As a next step, SCI-CAB members and other community stakeholders will convene at next year’s Stanford Cancer Institute Bridging the Gap Symposium, which seeks to bring community leaders and health experts together to innovate solutions in achieving health equity in the SCI catchment area. Dinah Renee Trevil, MPA, executive director of the SCI-OCHE, says that one of the program’s aims is to translate research into policy and practice and that policy will be a component of the symposium, including having experts speak to the implementation of the bill. 

California Cancer Care Equity Act

The California Cancer Care Equity Act passed more recently, which is an outcome of the Cancer Patients’ Bill of Rights legislation, and articulates how the Cancer Patients’ Bill of Rights applies to recipients of Medi-Cal, California’s Medicaid program.

“This is important because Medicaid recipients in general have worse health and cancer outcomes than people who have other forms of insurance, including being diagnosed at a later stage of illness.” 

Adams notes that breast and lung cancer, two of the SCI’s priority cancers, particularly have poor outcomes for Medicaid recipients. 

The Cancer Care Equity Act actualizes the information in the Cancer Patients’ Bill of Rights by focusing on implementation.
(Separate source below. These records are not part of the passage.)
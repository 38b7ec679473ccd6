//! core: shared Hawkes data, parameters, validation, and the likelihood
//! engine.
//!
//! Purpose
//! -------
//! Collect the core building blocks for multivariate exponential-kernel
//! Hawkes models: validated event-sequence and parameter containers, shared
//! validation helpers, the per-call decay/compensator scratch state, the
//! O(N*K) log-likelihood recursion with its O(N^2) pairwise oracle, and
//! conditional-intensity queries. The simulation layer builds on top of
//! these primitives but is otherwise independent of the likelihood engine:
//! the two halves never call each other.
//!
//! Key behaviors
//! -------------
//! - Define validated containers ([`HawkesData`], [`HawkesEvent`],
//!   [`HawkesParams`]) so downstream numerics never re-validate.
//! - Implement exact likelihood evaluation ([`log_likelihood`]) with a
//!   public brute-force reference ([`log_likelihood_pairwise`]) that serves
//!   as its correctness oracle.
//! - Expose decayed-history intensity lookups ([`intensity_at`]).
//! - Centralize fail-fast validation routines in [`validation`].
//!
//! Invariants & assumptions
//! ------------------------
//! - Realizations are time-ordered with finite, non-negative times; marks
//!   are range-checked against the parameter dimension at every evaluation
//!   entry point.
//! - Parameters satisfy mu >= 0, A >= 0 (K x K), theta > 0.
//! - Scratch state ([`workspace`]) is created fresh per call and never
//!   shared; every public function here is synchronous, CPU-bound, and free
//!   of I/O and logging.
//!
//! Conventions
//! -----------
//! - Indexing is 0-based; `A[[j, k]]` is the influence of process j on
//!   process k; the kernel `A[[j, k]] * theta * exp(-theta dt)` integrates
//!   to `A[[j, k]]`.
//! - Errors are surfaced via `HawkesResult` / `ParamResult`; panics are
//!   reserved for programming errors.
//!
//! Testing notes
//! -------------
//! - Each submodule carries unit tests for its own invariants; the
//!   recursive-vs-pairwise agreement tests in [`likelihood`] are the
//!   ground-truth check for the recursion's correctness.
pub mod data;
pub mod intensity;
pub mod likelihood;
pub mod params;
pub mod validation;
pub mod workspace;

pub use self::data::{HawkesData, HawkesEvent};
pub use self::intensity::intensity_at;
pub use self::likelihood::{log_likelihood, log_likelihood_pairwise};
pub use self::params::HawkesParams;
The act incentivizes the system so providers embrace innovation and access to improve patient outcomes and reduce inefficient spending. Under the act, Medi-Cal managed care plan enrollees must be notified when diagnosed of their right to request a referral to access care through an NCI-designated cancer center or qualifying academic medical center. Medi-Cal managed care plans must also make a good-faith effort to contract with cancer centers that provide specialist care for patients with a complex cancer diagnosis, which is defined as a diagnosis for which there is no standard Food and Drug Administration (FDA)-approved treatment, such as advanced leukemia and relapsed solid tumors. With this partnership, clinical trials that may have been inaccessible to these patients may now be available, offering them hope and potentially improving their odds of survival. 
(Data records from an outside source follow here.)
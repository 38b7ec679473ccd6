//! Conditional-intensity queries at arbitrary times.
//!
//! Complements the likelihood engine with the decayed-history intensity
//! lookup: given a validated realization and parameters, evaluate the
//! intensity vector at any query time. The intensity is taken
//! left-continuous, so only events **strictly before** the query time
//! contribute.
use crate::hawkes::core::{
    data::HawkesData,
    params::HawkesParams,
    validation::{validate_marks, validate_query_time},
};
use crate::hawkes::errors::HawkesResult;
use ndarray::Array1;

/// Evaluate the conditional intensity vector at `time`.
///
/// For every process k:
///
/// `lambda_k(time) = mu[k] + theta * sum_{t_i < time} A[c_i, k] * exp(-theta (time - t_i))`
///
/// # Errors
/// - `HawkesError::InvalidTime { value }` if `time` is NaN, ±∞, or < 0.
/// - `HawkesError::MarkOutOfRange { .. }` if the realization's marks exceed
///   the parameter dimension.
///
/// # Notes
/// - O(N*K) over the history before `time`; an empty history returns the
///   background vector.
/// - Events at exactly `time` are excluded (left-continuous convention).
pub fn intensity_at(
    data: &HawkesData, params: &HawkesParams, time: f64,
) -> HawkesResult<Array1<f64>> {
    validate_query_time(time)?;
    validate_marks(data.marks.view(), params.dim())?;

    let theta = params.decay;
    let mut lambda = params.background.clone();
    for (&event_time, &mark) in data.times.iter().zip(data.marks.iter()) {
        if event_time >= time {
            break;
        }
        let weight = theta * (-theta * (time - event_time)).exp();
        lambda.scaled_add(weight, &params.excitation.row(mark));
    }
    Ok(lambda)
}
Adams says, “The act is trying to counterbalance those incentives on the payment side that are conducive to high-quality care and innovation. It tears down the walls between institutions to facilitate the referral of patients who need care from an NCI-designated cancer center.”

She notes that implementation will need to be done by partnering with community centers and that the outcome of access will be seen earlier than health outcomes, which will take five to ten years to see. The evaluation methods will be tricky because it involves the entire population of Medi-Cal patients potentially having this benefit and there will be many different ways the act will be implemented. Researchers will need to figure out how to study the outcomes in a systematic way, and Adams points to community providers as being critical in helping in the evaluation process.

“Community providers are often the port-of-call for Medicaid patients, so we’ll need to work with federally qualified health centers and other community organizations to understand what pathways Medicaid cancer patients are using to get into the system. Then, for each pathway, we’ll need to understand what’s the best opportunity to study and what’s happening with those patients.”

Because California has a large number of Medicaid patients, it’s likely researchers will be able to use big data to look retrospectively and find out this information in a relatively rapid way, which Adams is excited about. 

Adams adds that researchers from diverse areas and students are attracted to this work since it involves both big data and health policy. 

“This work interests everyone from people in drug development who are worried about the cost of cancer treatment all the way through to population sciences. We’ll be keeping an eye out for opportunities to evaluate the impact and to provide insights into the implementation and practice. It’s a real opportunity for us to engage across research programs to identify opportunities to improve patients’ lives.”